As recently as last year, scientists used a combination of genome-editing technology and light stimulation of brain cells to convince laboratory mice that they had experienced a certain smell during a certain negative experience. Taking the research one step further, scientists at the French National Center for Scientific Research have successfully implanted artificial memories into the minds of mice.
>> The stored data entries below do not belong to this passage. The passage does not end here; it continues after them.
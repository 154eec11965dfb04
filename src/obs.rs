//! Observability helpers for relay operations.
//!
//! # Feature Flags
//!
//! - `tracing` (default) wraps operations in `device_token_relay.op` spans carrying the `op`
//!   and `stage` fields and emits the diagnostic and audit events in [`events`].
//! - `metrics` increments the `device_token_relay_op_total` counter for every
//!   attempt/success/failure, labeled by `op` + `outcome`.

pub mod events;

mod metrics;
mod tracing;

pub use metrics::*;
pub use tracing::*;

// self
use crate::_prelude::*;

/// Operations observed by the relay and its client.
#[derive(Clone, Copy, Debug, PartialEq, Eq, Hash)]
pub enum RelayOp {
	/// Validated device request minted through the upstream authority.
	DeviceMint,
	/// Unattributed mint behind the bearer-protected public endpoint.
	PublicMint,
	/// Self-signed identity assertion.
	IdentityAssertion,
	/// Client-side token acquisition (one per attempt loop).
	Acquire,
}
impl RelayOp {
	/// Returns a stable label suitable for span or metric fields.
	pub const fn as_str(self) -> &'static str {
		match self {
			RelayOp::DeviceMint => "device_mint",
			RelayOp::PublicMint => "public_mint",
			RelayOp::IdentityAssertion => "identity_assertion",
			RelayOp::Acquire => "acquire",
		}
	}
}
impl Display for RelayOp {
	fn fmt(&self, f: &mut Formatter) -> FmtResult {
		f.write_str(self.as_str())
	}
}

/// Outcome labels recorded for each operation.
#[derive(Clone, Copy, Debug, PartialEq, Eq, Hash)]
pub enum OpOutcome {
	/// Entry to an operation.
	Attempt,
	/// Successful completion.
	Success,
	/// Failure propagated back to the caller.
	Failure,
}
impl OpOutcome {
	/// Returns a stable label suitable for span or metric fields.
	pub const fn as_str(self) -> &'static str {
		match self {
			OpOutcome::Attempt => "attempt",
			OpOutcome::Success => "success",
			OpOutcome::Failure => "failure",
		}
	}
}
impl Display for OpOutcome {
	fn fmt(&self, f: &mut Formatter) -> FmtResult {
		f.write_str(self.as_str())
	}
}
They found that the implanted memories not only lasted over time but affected the animal’s later behavior.
The scientists implanted the false memories by using electrodes on the mice’s brains which stimulated two specific areas: the medial forebrain bundle (MFB) and the brain’s learning and memory center, the hippocampus.
The stimulation of the hippocampus focused even more specifically on cells called “place cells” that become activated when an animal is in a specific location and act as a brain’s built-in GPS system.
Researchers activated the mice’s place cells forcibly while the mice were awake in a particular place. This artificial stimulation led to the generation of a false positive association between a particular area and a pleasurable experience. This caused mice to spend longer in specific locations where their brain had told them that they enjoyed themselves, on a cellular level.
Researchers continued to monitor the mice’s brain activity during sleep, and continued the artificial stimulation related to locations and place cells. And again, when the animals woke, they continued to spend up to five times longer in areas that were associated with artificial place cell activity, compared with animals who had received random stimulation.
All of this research, while highly successful in mice, will most likely not be attempted on humans any time soon, being that it involves quite invasive brain implants and manipulations. However, this innovation in neuroscience has the potential to shed a lot of light on the nature of memory, and the role of sleep in memory consolidation and solidification as well as possibly help fight mental disorders and neurodegenerative diseases in the future.